İşte emperyalizm ülkemiz üzerinde yeniden ele geçirdiği egemenliğini sürdürebilmek, pekiştirebilmek amacıyla 1946’dan beri çoğulcu demokrasi adı altında “SEÇİM – SANDIK- OY” sarmalında halkımızı aldatıp, kandırmaktadır.
Elbette Demokrasilerde seçimler önemlidir. Ama demokrasi sadece TAM BAĞIMSIZ ülkelerde olur. Bağımsızlığını kaybetmiş, ekonomisi, siyaseti, kültürü, televizyonları, gazeteleri okulları emperyalizmin eline geçmiş ülkelerde DEMOKRASİ olmaz.
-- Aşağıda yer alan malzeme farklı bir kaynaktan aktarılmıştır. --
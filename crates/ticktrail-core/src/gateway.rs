//! Store gateway contract.
//!
//! The pipeline treats the graph store as an opaque service: hand it a
//! [`Mutation`], get back [`WriteStats`] or a [`StoreError`]. Two
//! implementations exist: [`MemoryGraph`](crate::memory::MemoryGraph) in
//! this crate and `PgGraphStore` in `ticktrail-db`.

use std::future::Future;
use std::time::Duration;

use crate::graph::BulkInsert;

/// One step of the threading sequence.
#[derive(Debug, Clone, Copy, PartialEq, Eq, Hash)]
pub enum ThreadStep {
    /// Link unlinked frames by `tic`, per session.
    Frames,
    /// Link unlinked events by `counter`, per session.
    Events,
    /// Link unlinked states by event `counter`, per actor.
    States,
    /// Point each actor's current-state link at its chain head.
    RetargetCurrent,
    /// Give each actor without one an initial-state link to its chain tail.
    SetInitial,
}

impl ThreadStep {
    /// The five steps, in the order they must run.
    pub const ALL: [Self; 5] = [
        Self::Frames,
        Self::Events,
        Self::States,
        Self::RetargetCurrent,
        Self::SetInitial,
    ];

    /// Short name for logs.
    pub const fn as_str(self) -> &'static str {
        match self {
            Self::Frames => "thread_frames",
            Self::Events => "thread_events",
            Self::States => "thread_states",
            Self::RetargetCurrent => "retarget_current",
            Self::SetInitial => "set_initial",
        }
    }
}

impl core::fmt::Display for ThreadStep {
    fn fmt(&self, f: &mut core::fmt::Formatter<'_>) -> core::fmt::Result {
        f.write_str(self.as_str())
    }
}

/// A unit of work for the store.
#[derive(Debug, Clone, PartialEq, Eq)]
pub enum Mutation {
    /// Create or merge every node of one batch.
    Insert(BulkInsert),
    /// Run one threading step.
    Thread(ThreadStep),
}

impl Mutation {
    /// Short name for logs.
    pub const fn label(&self) -> &'static str {
        match self {
            Self::Insert(_) => "bulk_insert",
            Self::Thread(step) => step.as_str(),
        }
    }
}

/// What a mutation changed.
#[derive(Debug, Clone, Copy, Default, PartialEq, Eq)]
pub struct WriteStats {
    /// Nodes that did not exist before.
    pub nodes_created: u64,
    /// Previous-links and role/containment links added.
    pub links_created: u64,
    /// Current/initial pointers set or moved.
    pub pointers_moved: u64,
    /// Events skipped because their counter already existed.
    pub duplicates_skipped: u64,
}

impl WriteStats {
    /// Add another set of stats into this one.
    pub const fn absorb(&mut self, other: Self) {
        self.nodes_created = self.nodes_created.saturating_add(other.nodes_created);
        self.links_created = self.links_created.saturating_add(other.links_created);
        self.pointers_moved = self.pointers_moved.saturating_add(other.pointers_moved);
        self.duplicates_skipped = self
            .duplicates_skipped
            .saturating_add(other.duplicates_skipped);
    }

    /// Whether nothing changed.
    pub const fn is_noop(&self) -> bool {
        self.nodes_created == 0 && self.links_created == 0 && self.pointers_moved == 0
    }
}

/// Errors reported by a store gateway.
#[derive(Debug, Clone, PartialEq, Eq, thiserror::Error)]
pub enum StoreError {
    /// A retryable failure (lost connection, serialization conflict, ...).
    #[error("transient store failure: {0}")]
    Transient(String),

    /// A failure retrying cannot fix (schema violation, bad query, ...).
    #[error("store failure: {0}")]
    Fatal(String),

    /// The store did not answer in time.
    #[error("store call timed out after {0:?}")]
    Timeout(Duration),
}

impl StoreError {
    /// Whether the failed call may succeed if repeated verbatim.
    pub const fn is_transient(&self) -> bool {
        matches!(self, Self::Transient(_) | Self::Timeout(_))
    }
}

/// A graph store that executes mutations transactionally.
///
/// Both methods must be idempotent for every [`Mutation`]: repeating a
/// call that already succeeded changes nothing further.
pub trait StoreGateway: Send + Sync {
    /// Execute one mutation in its own transaction.
    ///
    /// # Errors
    ///
    /// Returns [`StoreError`]; see [`StoreError::is_transient`].
    fn execute(
        &self,
        mutation: &Mutation,
    ) -> impl Future<Output = Result<WriteStats, StoreError>> + Send;

    /// Execute several mutations in order inside one transaction.
    ///
    /// # Errors
    ///
    /// Returns [`StoreError`]; nothing is applied when it fails.
    fn execute_sequence(
        &self,
        mutations: &[Mutation],
    ) -> impl Future<Output = Result<(), StoreError>> + Send;
}

#[cfg(test)]
mod tests {
    use super::*;

    #[test]
    fn timeouts_are_retryable() {
        assert!(StoreError::Timeout(Duration::from_secs(1)).is_transient());
        assert!(StoreError::Transient("connection reset".to_owned()).is_transient());
        assert!(!StoreError::Fatal("unique violation".to_owned()).is_transient());
    }

    #[test]
    fn stats_absorb_saturates() {
        let mut total = WriteStats {
            nodes_created: u64::MAX,
            ..WriteStats::default()
        };
        total.absorb(WriteStats {
            nodes_created: 1,
            links_created: 2,
            pointers_moved: 3,
            duplicates_skipped: 4,
        });
        assert_eq!(total.nodes_created, u64::MAX);
        assert_eq!(total.links_created, 2);
        assert!(!total.is_noop());
        assert!(WriteStats::default().is_noop());
    }

    #[test]
    fn steps_run_in_fixed_order() {
        let names: Vec<&str> = ThreadStep::ALL.iter().map(|s| s.as_str()).collect();
        assert_eq!(
            names,
            vec![
                "thread_frames",
                "thread_events",
                "thread_states",
                "retarget_current",
                "set_initial"
            ]
        );
    }
}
Bağımsızlığını ve egemenliğini büyük oranda yitirmiş ülkelerde seçimler, sisteme meşruluk sağlamayı amaçlayan bir riyakârlık, ikiyüzlülük içerir. Kapitalizmin düşünce özgürlüğünden seyahat özgürlüğüne basın özgürlüğüne kadar tüm özgürlüklerinin taşıdığı aldatmaca, seçme seçilme hakkında da vardır.
1946’dan bu yana Kemalist Türk devrimine düşman olanlar, Kemalizm’le hesaplaşmak için fırsat kollayanlar, CHP dâhil siyasi partilerin içine girerek ya da kendi partilerini kurarak kendilerini meşrulaştırmışlardır.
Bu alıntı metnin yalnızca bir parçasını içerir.